● TASK STATEMENT
From the listing below, how many lines hold the word "bytes"? Write only the number.
━━━━━━
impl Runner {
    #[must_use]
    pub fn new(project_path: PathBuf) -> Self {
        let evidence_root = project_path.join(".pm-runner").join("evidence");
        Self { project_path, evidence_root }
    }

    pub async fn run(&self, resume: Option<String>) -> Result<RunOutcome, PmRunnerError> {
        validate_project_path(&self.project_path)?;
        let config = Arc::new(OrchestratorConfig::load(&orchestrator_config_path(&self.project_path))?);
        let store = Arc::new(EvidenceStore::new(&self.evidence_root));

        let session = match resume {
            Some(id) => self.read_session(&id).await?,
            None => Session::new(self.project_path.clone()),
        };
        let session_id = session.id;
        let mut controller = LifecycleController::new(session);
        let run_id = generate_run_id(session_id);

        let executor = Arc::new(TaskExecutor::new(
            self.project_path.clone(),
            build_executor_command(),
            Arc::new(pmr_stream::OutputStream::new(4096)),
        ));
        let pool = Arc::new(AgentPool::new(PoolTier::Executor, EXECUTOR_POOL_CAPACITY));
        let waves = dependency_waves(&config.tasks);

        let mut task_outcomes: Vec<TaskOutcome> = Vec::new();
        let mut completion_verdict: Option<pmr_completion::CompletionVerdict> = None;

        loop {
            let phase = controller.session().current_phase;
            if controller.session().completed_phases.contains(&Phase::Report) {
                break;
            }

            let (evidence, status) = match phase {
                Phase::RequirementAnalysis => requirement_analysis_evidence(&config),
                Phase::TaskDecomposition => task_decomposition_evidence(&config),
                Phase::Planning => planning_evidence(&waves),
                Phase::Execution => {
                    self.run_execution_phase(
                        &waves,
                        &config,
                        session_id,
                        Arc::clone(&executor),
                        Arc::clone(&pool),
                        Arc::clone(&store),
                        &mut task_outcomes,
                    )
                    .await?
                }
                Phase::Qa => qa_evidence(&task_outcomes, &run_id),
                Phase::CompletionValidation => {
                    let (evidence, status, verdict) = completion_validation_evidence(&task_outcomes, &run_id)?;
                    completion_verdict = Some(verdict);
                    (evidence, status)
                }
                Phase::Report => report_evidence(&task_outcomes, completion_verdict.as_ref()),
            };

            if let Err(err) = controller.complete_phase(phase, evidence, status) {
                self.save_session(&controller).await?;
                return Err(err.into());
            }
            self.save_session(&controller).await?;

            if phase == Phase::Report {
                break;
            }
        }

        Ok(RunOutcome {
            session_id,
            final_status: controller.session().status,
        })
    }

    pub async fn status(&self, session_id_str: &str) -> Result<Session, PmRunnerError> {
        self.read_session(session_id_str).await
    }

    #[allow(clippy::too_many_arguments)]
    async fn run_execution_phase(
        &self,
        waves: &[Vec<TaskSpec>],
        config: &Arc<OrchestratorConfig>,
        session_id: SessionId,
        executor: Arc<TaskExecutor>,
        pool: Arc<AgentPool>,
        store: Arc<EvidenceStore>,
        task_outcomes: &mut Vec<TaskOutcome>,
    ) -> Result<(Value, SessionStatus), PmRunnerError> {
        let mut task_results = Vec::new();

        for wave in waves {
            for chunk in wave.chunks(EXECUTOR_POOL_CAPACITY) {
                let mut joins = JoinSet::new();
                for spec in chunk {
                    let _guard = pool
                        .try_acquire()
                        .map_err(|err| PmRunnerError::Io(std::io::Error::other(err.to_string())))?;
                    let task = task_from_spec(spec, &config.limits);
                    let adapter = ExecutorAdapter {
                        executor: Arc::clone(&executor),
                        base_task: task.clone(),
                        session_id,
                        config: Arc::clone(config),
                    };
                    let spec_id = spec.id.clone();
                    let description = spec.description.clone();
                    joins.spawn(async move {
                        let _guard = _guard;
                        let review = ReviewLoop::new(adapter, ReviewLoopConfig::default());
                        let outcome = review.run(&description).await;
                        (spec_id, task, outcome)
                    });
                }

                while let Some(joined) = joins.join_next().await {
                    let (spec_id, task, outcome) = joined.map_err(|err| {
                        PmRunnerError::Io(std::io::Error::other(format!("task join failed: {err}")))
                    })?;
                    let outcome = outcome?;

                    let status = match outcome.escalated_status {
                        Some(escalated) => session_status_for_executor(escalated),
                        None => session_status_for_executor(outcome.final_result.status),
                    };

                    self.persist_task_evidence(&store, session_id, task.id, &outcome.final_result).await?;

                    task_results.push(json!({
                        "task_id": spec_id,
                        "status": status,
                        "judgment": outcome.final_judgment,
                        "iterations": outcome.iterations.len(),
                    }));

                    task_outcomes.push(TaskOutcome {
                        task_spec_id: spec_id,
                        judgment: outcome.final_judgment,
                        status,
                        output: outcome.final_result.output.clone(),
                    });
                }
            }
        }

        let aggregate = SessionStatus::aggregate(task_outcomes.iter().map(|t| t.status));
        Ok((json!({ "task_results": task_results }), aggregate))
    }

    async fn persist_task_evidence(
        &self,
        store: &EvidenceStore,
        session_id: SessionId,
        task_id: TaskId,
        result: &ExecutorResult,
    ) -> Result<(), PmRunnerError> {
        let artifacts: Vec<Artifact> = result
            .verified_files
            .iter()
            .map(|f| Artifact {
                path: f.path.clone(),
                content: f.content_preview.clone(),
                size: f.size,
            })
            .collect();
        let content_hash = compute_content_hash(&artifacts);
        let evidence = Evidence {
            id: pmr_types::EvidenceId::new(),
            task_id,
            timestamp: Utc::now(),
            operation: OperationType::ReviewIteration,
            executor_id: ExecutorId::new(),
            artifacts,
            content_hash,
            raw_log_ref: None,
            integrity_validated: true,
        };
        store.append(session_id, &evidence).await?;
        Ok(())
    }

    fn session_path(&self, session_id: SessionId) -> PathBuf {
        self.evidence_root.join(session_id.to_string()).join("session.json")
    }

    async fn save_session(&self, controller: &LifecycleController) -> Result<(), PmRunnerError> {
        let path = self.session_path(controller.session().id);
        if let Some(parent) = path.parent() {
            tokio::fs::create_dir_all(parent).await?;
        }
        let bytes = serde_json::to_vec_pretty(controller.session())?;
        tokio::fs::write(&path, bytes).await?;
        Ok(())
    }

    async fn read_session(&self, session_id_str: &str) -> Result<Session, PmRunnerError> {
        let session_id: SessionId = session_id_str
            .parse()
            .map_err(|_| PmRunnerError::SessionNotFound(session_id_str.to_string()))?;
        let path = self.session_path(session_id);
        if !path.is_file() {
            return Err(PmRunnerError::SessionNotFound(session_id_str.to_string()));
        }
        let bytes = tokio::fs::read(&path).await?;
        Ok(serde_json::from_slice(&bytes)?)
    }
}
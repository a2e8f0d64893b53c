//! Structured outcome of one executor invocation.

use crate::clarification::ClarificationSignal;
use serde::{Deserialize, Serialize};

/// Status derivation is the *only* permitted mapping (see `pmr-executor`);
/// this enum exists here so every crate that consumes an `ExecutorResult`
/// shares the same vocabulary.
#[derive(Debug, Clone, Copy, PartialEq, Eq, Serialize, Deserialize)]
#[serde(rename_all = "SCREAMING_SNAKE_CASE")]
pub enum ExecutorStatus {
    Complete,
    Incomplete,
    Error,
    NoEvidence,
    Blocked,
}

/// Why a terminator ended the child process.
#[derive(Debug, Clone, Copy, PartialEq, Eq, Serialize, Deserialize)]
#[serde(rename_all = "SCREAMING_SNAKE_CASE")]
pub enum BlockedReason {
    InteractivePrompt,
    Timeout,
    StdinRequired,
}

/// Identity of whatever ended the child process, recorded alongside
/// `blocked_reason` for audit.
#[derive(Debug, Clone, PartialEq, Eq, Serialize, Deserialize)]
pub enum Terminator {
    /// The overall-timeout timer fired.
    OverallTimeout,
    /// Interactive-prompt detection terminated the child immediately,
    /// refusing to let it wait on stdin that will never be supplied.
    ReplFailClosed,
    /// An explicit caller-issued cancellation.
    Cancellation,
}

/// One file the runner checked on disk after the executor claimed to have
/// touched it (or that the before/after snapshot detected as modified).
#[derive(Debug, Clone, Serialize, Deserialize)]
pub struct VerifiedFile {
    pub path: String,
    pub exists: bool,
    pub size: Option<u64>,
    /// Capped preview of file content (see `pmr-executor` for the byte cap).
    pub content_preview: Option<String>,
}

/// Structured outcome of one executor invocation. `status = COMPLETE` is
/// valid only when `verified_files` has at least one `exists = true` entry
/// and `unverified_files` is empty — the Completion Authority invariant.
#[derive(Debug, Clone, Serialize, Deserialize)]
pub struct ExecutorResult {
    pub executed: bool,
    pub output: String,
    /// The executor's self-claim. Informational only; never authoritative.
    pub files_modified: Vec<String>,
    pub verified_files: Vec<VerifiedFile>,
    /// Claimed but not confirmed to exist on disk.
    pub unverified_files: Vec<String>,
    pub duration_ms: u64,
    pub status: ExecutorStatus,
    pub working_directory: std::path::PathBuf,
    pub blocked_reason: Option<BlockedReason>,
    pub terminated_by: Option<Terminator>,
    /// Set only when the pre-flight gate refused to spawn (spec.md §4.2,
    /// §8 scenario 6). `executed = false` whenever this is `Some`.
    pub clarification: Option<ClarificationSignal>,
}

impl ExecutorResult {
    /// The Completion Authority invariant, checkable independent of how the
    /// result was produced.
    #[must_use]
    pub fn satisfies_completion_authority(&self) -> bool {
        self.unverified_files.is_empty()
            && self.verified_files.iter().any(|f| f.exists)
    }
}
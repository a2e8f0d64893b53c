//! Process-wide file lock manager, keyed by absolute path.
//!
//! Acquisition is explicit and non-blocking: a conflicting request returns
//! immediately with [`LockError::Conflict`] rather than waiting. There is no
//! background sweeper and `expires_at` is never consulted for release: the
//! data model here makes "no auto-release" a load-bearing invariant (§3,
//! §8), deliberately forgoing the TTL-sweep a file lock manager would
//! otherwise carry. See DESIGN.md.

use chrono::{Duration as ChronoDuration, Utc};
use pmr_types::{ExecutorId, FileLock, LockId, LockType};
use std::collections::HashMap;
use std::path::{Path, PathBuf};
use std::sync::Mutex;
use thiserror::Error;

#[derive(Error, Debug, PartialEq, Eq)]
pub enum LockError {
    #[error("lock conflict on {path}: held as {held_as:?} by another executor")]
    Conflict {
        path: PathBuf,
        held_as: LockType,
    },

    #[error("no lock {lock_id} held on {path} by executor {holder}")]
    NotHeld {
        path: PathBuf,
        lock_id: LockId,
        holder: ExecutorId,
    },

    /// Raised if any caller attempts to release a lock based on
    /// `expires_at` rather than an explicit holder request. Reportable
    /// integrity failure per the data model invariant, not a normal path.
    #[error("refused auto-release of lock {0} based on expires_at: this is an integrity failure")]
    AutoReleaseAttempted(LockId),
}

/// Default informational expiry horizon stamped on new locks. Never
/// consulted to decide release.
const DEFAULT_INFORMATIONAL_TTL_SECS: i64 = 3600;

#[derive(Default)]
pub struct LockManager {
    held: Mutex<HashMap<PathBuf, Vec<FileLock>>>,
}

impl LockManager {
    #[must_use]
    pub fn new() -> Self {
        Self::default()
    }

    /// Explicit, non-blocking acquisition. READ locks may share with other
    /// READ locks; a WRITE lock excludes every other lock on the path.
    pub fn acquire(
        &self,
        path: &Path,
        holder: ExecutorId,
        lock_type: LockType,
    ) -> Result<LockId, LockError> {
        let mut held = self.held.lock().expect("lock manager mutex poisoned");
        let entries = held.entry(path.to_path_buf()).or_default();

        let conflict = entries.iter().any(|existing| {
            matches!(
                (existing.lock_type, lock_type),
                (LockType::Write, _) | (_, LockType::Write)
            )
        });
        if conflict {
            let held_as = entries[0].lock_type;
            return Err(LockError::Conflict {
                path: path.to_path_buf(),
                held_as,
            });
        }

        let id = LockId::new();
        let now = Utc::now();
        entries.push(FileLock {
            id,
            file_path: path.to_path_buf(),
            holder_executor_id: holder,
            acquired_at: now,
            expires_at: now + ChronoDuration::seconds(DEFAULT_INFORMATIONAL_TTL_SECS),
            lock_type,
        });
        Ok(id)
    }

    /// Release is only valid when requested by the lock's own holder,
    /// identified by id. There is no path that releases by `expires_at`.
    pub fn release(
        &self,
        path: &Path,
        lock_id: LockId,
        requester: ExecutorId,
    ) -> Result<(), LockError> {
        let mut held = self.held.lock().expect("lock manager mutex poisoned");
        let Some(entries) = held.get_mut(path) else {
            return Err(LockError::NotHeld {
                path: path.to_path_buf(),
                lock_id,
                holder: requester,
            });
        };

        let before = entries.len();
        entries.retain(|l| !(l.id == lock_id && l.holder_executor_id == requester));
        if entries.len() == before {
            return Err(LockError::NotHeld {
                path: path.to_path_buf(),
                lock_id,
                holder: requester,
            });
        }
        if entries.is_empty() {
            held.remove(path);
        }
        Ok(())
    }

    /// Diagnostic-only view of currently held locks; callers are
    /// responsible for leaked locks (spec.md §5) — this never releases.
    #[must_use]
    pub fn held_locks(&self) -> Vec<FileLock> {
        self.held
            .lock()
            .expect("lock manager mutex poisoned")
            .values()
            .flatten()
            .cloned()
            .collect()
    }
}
━━━━━━
● ANSWER
4